===== EXERCISE MATERIAL

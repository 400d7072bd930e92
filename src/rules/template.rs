//! Evidence format templates: `"{path} user: {uid}, mode: {mode}"`.

use crate::facts::{FactRecord, KindSchema};

/// Placeholder that always resolves to the record origin.
pub const ORIGIN_FIELD: &str = "origin";

#[derive(Debug, Clone, PartialEq, Eq)]
enum Part {
    Literal(String),
    Field(String),
}

/// Compiled evidence template. Placeholders are checked against the record
/// kind when the catalog is loaded.
#[derive(Debug, Clone, PartialEq, Eq)]
pub struct EvidenceTemplate {
    parts: Vec<Part>,
}

impl Default for EvidenceTemplate {
    fn default() -> Self {
        Self {
            parts: vec![Part::Field(ORIGIN_FIELD.into())],
        }
    }
}

impl EvidenceTemplate {
    pub fn compile(format: &str, kind: &KindSchema) -> Result<Self, String> {
        let mut parts = Vec::new();
        let mut rest = format;

        while let Some(open) = rest.find('{') {
            if open > 0 {
                parts.push(Part::Literal(rest[..open].to_string()));
            }
            let after = &rest[open + 1..];
            let close = after
                .find('}')
                .ok_or_else(|| format!("unclosed '{{' in format \"{format}\""))?;
            let field = after[..close].trim();
            if field.is_empty() {
                return Err(format!("empty placeholder in format \"{format}\""));
            }
            if field != ORIGIN_FIELD && kind.attribute(field).is_none() {
                return Err(format!(
                    "format placeholder '{field}' is not an attribute of {}",
                    kind.name
                ));
            }
            parts.push(Part::Field(field.to_string()));
            rest = &after[close + 1..];
        }
        if rest.contains('}') {
            return Err(format!("unmatched '}}' in format \"{format}\""));
        }
        if !rest.is_empty() {
            parts.push(Part::Literal(rest.to_string()));
        }

        Ok(Self { parts })
    }

    /// Render against a record. Absent optional attributes render as empty text.
    pub fn render(&self, record: &FactRecord) -> String {
        let mut out = String::new();
        for part in &self.parts {
            match part {
                Part::Literal(text) => out.push_str(text),
                Part::Field(name) if name == ORIGIN_FIELD => out.push_str(&record.origin),
                Part::Field(name) => {
                    if let Some(value) = record.get(name) {
                        out.push_str(&value.to_string());
                    }
                }
            }
        }
        out
    }
}

#[cfg(test)]
mod tests {
    use super::*;
    use crate::facts::stat::{create_stat, STAT_ENTRY};
    use crate::facts::SchemaRegistry;

    fn stat_kind() -> KindSchema {
        SchemaRegistry::builtin().kind(STAT_ENTRY).unwrap().clone()
    }

    #[test]
    fn renders_stat_evidence() {
        let template =
            EvidenceTemplate::compile("{path} user: {uid}, group: {gid}, mode: {mode}", &stat_kind())
                .unwrap();
        let record = create_stat("LinuxRsyslogConfigs", "/test/rw", 0, 0, 0o100666);
        assert_eq!(
            template.render(&record),
            "/test/rw user: 0, group: 0, mode: -rw-rw-rw-"
        );
    }

    #[test]
    fn default_template_renders_origin() {
        let record = create_stat("LinuxLogFiles", "/var/log/x", 0, 0, 0o100600);
        assert_eq!(EvidenceTemplate::default().render(&record), "/var/log/x");
    }

    #[test]
    fn rejects_unknown_placeholder_and_bad_braces() {
        assert!(EvidenceTemplate::compile("{owner}", &stat_kind()).is_err());
        assert!(EvidenceTemplate::compile("{path", &stat_kind()).is_err());
        assert!(EvidenceTemplate::compile("path}", &stat_kind()).is_err());
        assert!(EvidenceTemplate::compile("{}", &stat_kind()).is_err());
    }
}
use serde::{Deserialize, Serialize};
use sha2::{Digest, Sha256};
use walkdir::WalkDir;

use super::builtin;
use super::check::{Check, Hint, Method};
use super::matcher::{Matcher, Operator, RawExpected, Trigger};
use super::result::{CheckMetadata, Severity};
use super::template::EvidenceTemplate;
use crate::error::{CheckError, Result};
use crate::facts::SchemaRegistry;

#[derive(Debug, Deserialize)]
#[serde(deny_unknown_fields)]
struct CheckDocument {
    check_id: String,
    artifact: String,
    #[serde(default)]
    description: Option<String>,
    #[serde(default)]
    severity: Severity,
    hint: HintDocument,
    #[serde(default)]
    method: Vec<MethodDocument>,
}

#[derive(Debug, Deserialize)]
#[serde(deny_unknown_fields)]
struct HintDocument {
    problem: String,
    #[serde(default)]
    fix: Option<String>,
    #[serde(default)]
    format: Option<String>,
}

#[derive(Debug, Default, Deserialize)]
#[serde(deny_unknown_fields)]
struct MethodHintDocument {
    #[serde(default)]
    problem: Option<String>,
    #[serde(default)]
    fix: Option<String>,
    #[serde(default)]
    format: Option<String>,
}

#[derive(Debug, Deserialize)]
#[serde(deny_unknown_fields)]
struct MethodDocument {
    #[serde(default)]
    name: Option<String>,
    #[serde(default)]
    record: Option<String>,
    #[serde(default)]
    trigger: Trigger,
    #[serde(rename = "match", default)]
    matchers: Vec<MatcherDocument>,
    #[serde(default)]
    hint: Option<MethodHintDocument>,
}

#[derive(Debug, Deserialize)]
#[serde(deny_unknown_fields)]
struct MatcherDocument {
    attribute: String,
    op: Operator,
    #[serde(default)]
    value: Option<serde_yaml::Value>,
}

/// A file (or embedded document set) the catalog was loaded from.
#[derive(Debug, Clone, Serialize, Deserialize)]
pub struct CatalogSource {
    pub name: String,
    pub sha256: String,
    pub checks: usize,
}

/// Validated, immutable set of checks.
#[derive(Debug, Clone, Default)]
pub struct Catalog {
    checks: Vec<Check>,
    sources: Vec<CatalogSource>,
}

impl Catalog {
    /// Parse and validate a YAML stream of check documents.
    pub fn from_yaml_str(text: &str, source_name: &str, registry: &SchemaRegistry) -> Result<Self> {
        let mut checks: Vec<Check> = Vec::new();

        for (idx, document) in serde_yaml::Deserializer::from_str(text).enumerate() {
            let invalid = |e: serde_yaml::Error| {
                CheckError::validation(source_name, format!("document {}", idx + 1), e.to_string())
            };
            // Empty and comment-only documents (e.g. after a trailing `---`).
            let value = serde_yaml::Value::deserialize(document).map_err(invalid)?;
            if value.is_null() {
                continue;
            }
            let doc: CheckDocument = serde_yaml::from_value(value).map_err(invalid)?;
            let check = compile(doc, source_name, registry)?;
            if checks.iter().any(|c| c.check_id == check.check_id) {
                return Err(CheckError::validation(
                    source_name,
                    &check.check_id,
                    "duplicate check id",
                ));
            }
            checks.push(check);
        }

        let source = CatalogSource {
            name: source_name.to_string(),
            sha256: hex::encode(Sha256::digest(text.as_bytes())),
            checks: checks.len(),
        };
        tracing::debug!(source = source_name, checks = checks.len(), "loaded check documents");

        Ok(Self {
            checks,
            sources: vec![source],
        })
    }

    /// Load a catalog file, or every `*.yaml`/`*.yml` file under a directory
    /// in file name order.
    pub fn load_path(path: &Path, registry: &SchemaRegistry) -> Result<Self> {
        let mut catalog = Self::default();

        if path.is_file() {
            let text = std::fs::read_to_string(path)?;
            catalog.merge(Self::from_yaml_str(&text, &path.display().to_string(), registry)?)?;
            return Ok(catalog);
        }

        if !path.is_dir() {
            return Err(CheckError::Config(format!(
                "catalog path does not exist: {}",
                path.display()
            )));
        }

        for entry in WalkDir::new(path).sort_by_file_name() {
            let entry = entry.map_err(|e| CheckError::Io(e.into()))?;
            let is_yaml = entry
                .path()
                .extension()
                .and_then(|e| e.to_str())
                .is_some_and(|e| e == "yaml" || e == "yml");
            if !entry.file_type().is_file() || !is_yaml {
                continue;
            }
            let text = std::fs::read_to_string(entry.path())?;
            let loaded = Self::from_yaml_str(&text, &entry.path().display().to_string(), registry)?;
            catalog.merge(loaded)?;
        }

        tracing::info!(
            path = %path.display(),
            checks = catalog.len(),
            files = catalog.sources.len(),
            "loaded check catalog"
        );
        Ok(catalog)
    }

    /// The checks shipped with the crate.
    pub fn builtin(registry: &SchemaRegistry) -> Result<Self> {
        let mut catalog = Self::default();
        for (name, text) in builtin::BUILTIN_CATALOGS {
            catalog.merge(Self::from_yaml_str(text, name, registry)?)?;
        }
        Ok(catalog)
    }

    /// Add another catalog's checks. Fails without modifying `self` if any
    /// check id is already present.
    pub fn merge(&mut self, other: Catalog) -> Result<()> {
        let existing: BTreeSet<&str> = self.checks.iter().map(|c| c.check_id.as_str()).collect();
        if let Some(dup) = other
            .checks
            .iter()
            .find(|c| existing.contains(c.check_id.as_str()))
        {
            let source = other
                .sources
                .first()
                .map(|s| s.name.clone())
                .unwrap_or_default();
            return Err(CheckError::validation(
                source,
                &dup.check_id,
                "check id already defined by another catalog source",
            ));
        }

        self.checks.extend(other.checks);
        self.sources.extend(other.sources);
        Ok(())
    }

    pub fn checks(&self) -> &[Check] {
        &self.checks
    }

    pub fn get(&self, check_id: &str) -> Option<&Check> {
        self.checks.iter().find(|c| c.check_id == check_id)
    }

    pub fn sources(&self) -> &[CatalogSource] {
        &self.sources
    }

    pub fn len(&self) -> usize {
        self.checks.len()
    }

    pub fn is_empty(&self) -> bool {
        self.checks.is_empty()
    }

    /// List metadata for all loaded checks.
    pub fn list_checks(&self) -> Vec<CheckMetadata> {
        self.checks.iter().map(Check::metadata).collect()
    }
}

==========

_ACTION ITEM:_ Starting with the first line of the entries and ending with the line that has "let mut rest = format;", copy each line exactly and add nothing.

_OUTPUT BELOW:_
repository 400d7072bd930e92
filename src/rules/template.rs
//! Evidence format templates: `"{path} user: {uid}, mode: {mode}"`.

use crate::facts::{FactRecord, KindSchema};

/// Placeholder that always resolves to the record origin.
pub const ORIGIN_FIELD: &str = "origin";

#[derive(Debug, Clone, PartialEq, Eq)]
enum Part {
    Literal(String),
    Field(String),
}

/// Compiled evidence template. Placeholders are checked against the record
/// kind when the catalog is loaded.
#[derive(Debug, Clone, PartialEq, Eq)]
pub struct EvidenceTemplate {
    parts: Vec<Part>,
}

impl Default for EvidenceTemplate {
    fn default() -> Self {
        Self {
            parts: vec![Part::Field(ORIGIN_FIELD.into())],
        }
    }
}

impl EvidenceTemplate {
    pub fn compile(format: &str, kind: &KindSchema) -> Result<Self, String> {
        let mut parts = Vec::new();
        let mut rest = format;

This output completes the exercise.